Others included Amazon, Macy’s, MGM National Harbor, Mastercard and VISA, McDonald’s Restaurants, GEICO auto insurance, Verizon, Walmart, PNC Bank, Dollar Tree & Family Dollar Stores, and United Airlines among many others.

Capital Pride Alliance, the group that organizes D.C.’s Pride events, including the parade, has come under criticism from some activists, who say Pride parades and festivals in D.C. and other cities have become dominated by corporations and other businesses. Ryan Bos, the Capital Pride Alliance executive director, has said corporate sponsors, which have been longtime supporters of LGBTQ equality, have made it possible for nonprofit groups like Capital Pride to pay for large events like parades and street festivals.

The crowds lining the streets along the Capital Pride Parade route cheered loudly as many of the corporate contingents walked and rode on floats past them. According to Bos, the corporate parade contingents consist almost entirely of LGBTQ employees and managers at the various corporations. Many of them waved rainbow flags and blew kisses at the crowd as they marched in the parade.

This year’s D.C. Pride parade had a large number of international contingents, including staff and supporters of the embassies of Canada, Great Brittan, Ireland, Switzerland, and the Scandinavian nations. Also joining the parade was a large contingent of the European Union Delegation to the United States.

Bet Mishpachah, the local D.C.-area LGBTQ synagogue, and the LGBTQ Catholic group Dignity Washington were among the faith-based groups and churches that joined the parade.

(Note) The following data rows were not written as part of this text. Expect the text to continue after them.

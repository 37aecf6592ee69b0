//! Print settings

use crate::fake::{base, string_slot, value_slot, Fake, FakeHandle};
use crate::strings::read_string;
use cef_sys::*;
use std::os::raw::c_int;

pub type FakePrintSettings = FakeHandle<cef_print_settings_t, PrintSettingsState>;

#[derive(Debug)]
pub struct PrintSettingsState {
    pub is_valid: bool,
    pub read_only: bool,
    pub landscape: bool,
    pub device_name: Option<String>,
    pub copies: c_int,
}

impl Default for PrintSettingsState {
    fn default() -> Self {
        Self {
            is_valid: true,
            read_only: false,
            landscape: false,
            device_name: None,
            copies: 1,
        }
    }
}

type Settings = cef_print_settings_t;
type State = PrintSettingsState;

value_slot!(settings_is_valid, Settings, State, is_valid, c_int);
value_slot!(settings_is_read_only, Settings, State, read_only, c_int);
value_slot!(settings_is_landscape, Settings, State, landscape, c_int);
string_slot!(settings_device_name, Settings, State, device_name);
value_slot!(settings_copies, Settings, State, copies, c_int);

unsafe extern "C" fn settings_set_orientation(self_: *mut Settings, landscape: c_int) {
    let fake = Fake::<Settings, State>::from_raw(self_);
    fake.record("set_orientation");
    fake.state().landscape = landscape != 0;
}

unsafe extern "C" fn settings_set_device_name(self_: *mut Settings, name: *const cef_string_t) {
    let fake = Fake::<Settings, State>::from_raw(self_);
    fake.record("set_device_name");
    fake.state().device_name = read_string(name);
}

unsafe extern "C" fn settings_set_copies(self_: *mut Settings, copies: c_int) {
    let fake = Fake::<Settings, State>::from_raw(self_);
    fake.record("set_copies");
    fake.state().copies = copies;
}

impl FakePrintSettings {
    pub fn new(state: PrintSettingsState) -> Self {
        FakeHandle::from_parts(
            cef_print_settings_t {
                base: base::<Settings, State>(),
                is_valid: settings_is_valid,
                is_read_only: settings_is_read_only,
                set_orientation: settings_set_orientation,
                is_landscape: settings_is_landscape,
                set_device_name: settings_set_device_name,
                get_device_name: settings_device_name,
                set_copies: settings_set_copies,
                get_copies: settings_copies,
            },
            state,
        )
    }
}
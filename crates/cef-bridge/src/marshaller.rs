//! Registry from callback-table addresses to the Rust objects behind them
//!
//! Trampolines receive only the table pointer the library was given. They
//! resolve it here, clone the `Arc` out and release the lock before running
//! any host code, so a handler may re-enter the bridge freely.

use std::collections::HashMap;
use std::fmt;
use std::sync::{Arc, Mutex, MutexGuard, PoisonError};
use tracing::debug;

/// Address of a callback table handed to the library
pub type TableKey = usize;

/// Key for a table pointer
pub fn table_key<T>(table: *const T) -> TableKey {
    table as usize
}

pub struct Marshaller<H: ?Sized> {
    name: &'static str,
    entries: Mutex<HashMap<TableKey, Arc<H>>>,
}

impl<H: ?Sized> Marshaller<H> {
    /// An empty registry; `name` labels log output
    pub fn new(name: &'static str) -> Self {
        Self {
            name,
            entries: Mutex::new(HashMap::new()),
        }
    }

    // A panicking handler never runs under this lock, so a poisoned map is
    // still consistent.
    fn entries(&self) -> MutexGuard<'_, HashMap<TableKey, Arc<H>>> {
        self.entries.lock().unwrap_or_else(PoisonError::into_inner)
    }

    /// Attach `host` to `key`, returning the object it replaces
    pub fn register(&self, key: TableKey, host: Arc<H>) -> Option<Arc<H>> {
        let previous = self.entries().insert(key, host);
        debug!(
            registry = self.name,
            table = key,
            replaced = previous.is_some(),
            "registered handler"
        );
        previous
    }

    /// The object attached to `key`, if any
    pub fn lookup(&self, key: TableKey) -> Option<Arc<H>> {
        self.entries().get(&key).cloned()
    }

    pub fn unregister(&self, key: TableKey) -> Option<Arc<H>> {
        let removed = self.entries().remove(&key);
        if removed.is_some() {
            debug!(
                registry = self.name,
                table = key,
                "unregistered handler"
            );
        }
        removed
    }

    /// Drop every entry, returning how many there were
    pub fn unregister_all(&self) -> usize {
        let drained: Vec<Arc<H>> = self.entries().drain().map(|(_, host)| host).collect();
        if !drained.is_empty() {
            debug!(registry = self.name, count = drained.len(), "unregistered all handlers");
        }
        // Host destructors run here, outside the lock
        drained.len()
    }

    pub fn contains(&self, key: TableKey) -> bool {
        self.entries().contains_key(&key)
    }

    pub fn len(&self) -> usize {
        self.entries().len()
    }

    pub fn is_empty(&self) -> bool {
        self.len() == 0
    }

    pub fn name(&self) -> &'static str {
        self.name
    }
}

impl<H: ?Sized> fmt::Debug for Marshaller<H> {
    fn fmt(&self, f: &mut fmt::Formatter<'_>) -> fmt::Result {
        f.debug_struct("Marshaller")
            .field("name", &self.name)
            .field("entries", &self.len())
            .finish()
    }
}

Others providing parade contingents included the Washington National Cathedral, Church of the Holy Comforter, Church of the Pilgrims, United Methodist Churches of the National Capital Area, and the group Churches United in Pride.

With the parade taking place less than two weeks before D.C.’s June 21 primary election, several of the candidates running for mayor, D.C. Council, and D.C. Attorney General marched in the parade with contingents of various sizes.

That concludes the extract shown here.